I Forked “Asyncpg” — And It Parses Database Records to Numpy 20x Faster | by Vadim Markovtsev | Jun, 2022

Presenting the fork of asyncpg — asynchronous PostgreSQL client for Python — based on NumPy structured arrays

Photo by SpaceX on Unsplash

I hacked asyncpg — an asyncio PostgreSQL client library — to parse the SELECT-ed records from low-level PostgreSQL protocol directly to NumPy structured arrays without materializing Python objects, and avoided most of the overhead.

It worked up to 3x wall and 20x CPU faster; It doesn’t cast spells to accelerate the DB server. The repository to star is athenianco/asyncpg-rkt.

More and more emerging databases choose to speak PostgreSQL wire protocol, eg, Cockroach or Crate. Granted that it’s simple, a PoC facade server in Python is less than 200 lines. Such a big family of compatible DBs suggests an efficient Python client library. An analytics-first client library.

In one of my previous blog posts, I noticed how inefficient the transition from PostgreSQL response to pandas DataFrame was. Let me remind you of the code:

pd.DataFrame.from_records(await connection.fetch("SELECT ..."))

We make many redundant actions underneath:

  1. Parse PostgreSQL wire protocol and create Python objects.
  2. Insert those Python objects into created asyncpg.Record-s.
  3. Iterate rows and insert Python objects into NumPy arrays of object dtype.
  4. Infer better dtypes like int64, datetime64, etc., and convert Python objects.
  5. Construct the dataframe.

However, we know the data types of the returned columns beforehand and could do a ton better:

  1. Parse PostgreSQL wire protocol to typed NumPy arrays.
  2. Construct the dataframe.

Profiling indicated clear bottlenecks in materializing millions of Python objects only to convert them back to the exact same in-memory representation as the PostgreSQL server sent, ignoring the endianness. Every time we copy an object array in Pandas, we increment and decrement the reference counters of each object, which hammers the final nail in the performance coffin.

Unfortunately, the part of asyncpg which is responsible for building the array of returned asyncpg.Record -s is written in Cython and cannot be easily customized. I had to fork.

I considered the following requirements:

  • It must be a drop-in replacement. Don’t break the existing user code.
  • Graceful degradation: fallback to Python objects when a column type is an object (eg, JSON).
  • Handle nulls well.

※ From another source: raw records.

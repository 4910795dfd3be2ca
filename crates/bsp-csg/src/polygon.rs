//! Convex polygons with per-vertex normals.

use nalgebra::{Point3, Vector3};

use crate::{Plane, Vertex};

/// A convex polygon in 3D space, defined by an ordered list of vertices.
///
/// Vertices should be coplanar and in counter-clockwise winding order
/// when viewed from the front (the direction the normal points). The plane is
/// derived from the first three vertices when the polygon is constructed and
/// kept in sync by every operation that reorders them.
#[derive(Debug, Clone, PartialEq)]
pub struct Polygon {
    vertices: Vec<Vertex>,
    plane: Plane,
}

impl Polygon {
    /// Creates a new polygon from a list of vertices.
    ///
    /// Returns `None` if fewer than 3 vertices are provided. Collinear leading
    /// vertices are accepted and produce a [degenerate](Self::is_degenerate)
    /// polygon.
    pub fn new(vertices: Vec<Vertex>) -> Option<Self> {
        if vertices.len() < 3 {
            return None;
        }
        let plane = Plane::from_points(
            &vertices[0].position,
            &vertices[1].position,
            &vertices[2].position,
        );
        Some(Self { vertices, plane })
    }

    /// Creates a polygon from bare positions, giving every vertex `normal`.
    pub fn from_positions(positions: &[Point3<f64>], normal: Vector3<f64>) -> Option<Self> {
        Self::new(
            positions
                .iter()
                .map(|p| Vertex::new(*p, normal))
                .collect(),
        )
    }

    /// Returns the vertices of the polygon.
    #[inline]
    pub fn vertices(&self) -> &[Vertex] {
        &self.vertices
    }

    /// Consumes the polygon, returning its vertices.
    #[inline]
    pub fn into_vertices(self) -> Vec<Vertex> {
        self.vertices
    }

    /// Returns the plane that this polygon lies on.
    #[inline]
    pub fn plane(&self) -> &Plane {
        &self.plane
    }

    /// Returns the unit normal (zero when degenerate).
    #[inline]
    pub fn normal(&self) -> Vector3<f64> {
        self.plane.normal()
    }

    /// Returns the plane offset `normal · vertices[0]`.
    #[inline]
    pub fn w(&self) -> f64 {
        self.plane.w()
    }

    /// Returns the number of vertices.
    #[inline]
    pub fn len(&self) -> usize {
        self.vertices.len()
    }

    /// A polygon never holds fewer than 3 vertices, so this is false.
    #[inline]
    pub fn is_empty(&self) -> bool {
        self.vertices.is_empty()
    }

    /// Returns `true` if the first three vertices are collinear, so the
    /// polygon has no usable plane.
    #[inline]
    pub fn is_degenerate(&self) -> bool {
        self.plane.is_degenerate()
    }

    /// Turns the polygon around: reverses the winding, flips every vertex
    /// normal and the plane.
    pub fn flip(&mut self) {
        self.vertices.reverse();
        for v in &mut self.vertices {
            v.flip();
        }
        self.plane.flip();
    }

    /// Returns a flipped copy of the polygon.
    pub fn flipped(&self) -> Self {
        let mut polygon = self.clone();
        polygon.flip();
        polygon
    }

    /// Computes the area enclosed by the polygon.
    pub fn area(&self) -> f64 {
        let origin = self.vertices[0].position;
        let doubled: Vector3<f64> = self
            .vertices
            .windows(2)
            .skip(1)
            .map(|pair| (pair[0].position - origin).cross(&(pair[1].position - origin)))
            .sum();
        0.5 * doubled.norm()
    }

    /// Computes the centroid (average of the vertex positions).
    pub fn centroid(&self) -> Point3<f64> {
        let sum: Vector3<f64> = self.vertices.iter().map(|v| v.position.coords).sum();
        Point3::from(sum / self.vertices.len() as f64)
    }
}

impl From<Polygon> for Plane {
    fn from(polygon: Polygon) -> Self {
        polygon.plane
    }
}

impl From<&Polygon> for Plane {
    fn from(polygon: &Polygon) -> Self {
        polygon.plane
    }
}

Not all built-in NumPy dtypes support a null-like value such as NaN or NaT, so we must return the positions of nulls.
  • No extra dependencies except NumPy.
  • The best performance that I can arrange.

How to leverage the new superpowers

Install asyncpg- as usual: python -m pip install asyncpg-rkt

We call set_query_dtype() to augment the query string with the result dtype description. The dtype has to be structured. The usage of the returned array doesn’t differ much from the original list of asyncpg.Record-s:

nulls are the flat indexes in arr where we fetched nulls:

Fetting a regular query works the same as in the original library:

Besides, asyncpg-offers an alternative “block” output mode tailored specifically for Pandas:

The returned array is a 1D object array-like where each element is a column with values:

Intended use cases and limitations of the project:

  • The user should care about the performance. In most scenarios, the potential speedup is not ground-shaking, so it’s probably not worth the hassle.
  • SELECT at least ten rows. Otherwise, the benefit is minuscule.
  • The user knows the types of the returned fields in advance. Any data modeling should come in handy, eg, SQLAlchemy.
  • Those types are mainly primitive and map to NumPy: integers, floating points, timestamps, bytea, text, uuidfixed-size geometry.
  • The user knows the maximum length of the returned bytes and strings to specify sufficient S# and U# types. Otherwise, it is possible to fall back to objects, but the performance will degrade.
  • Either use asyncpg directly or through a thin wrapper like morcilla. Async SQLAlchemy 1.4 and encode/databases are going to break because we return a tuple with a NumPy array and null indexes instead of a single list of Record-s; even if those libs survive, they repack the result in their Record-like Python objects and will miss the point.
  • Conversion of the result to pandas DataFrame should fly.
  • Don’t expect magic! This fork will not accelerate the database server.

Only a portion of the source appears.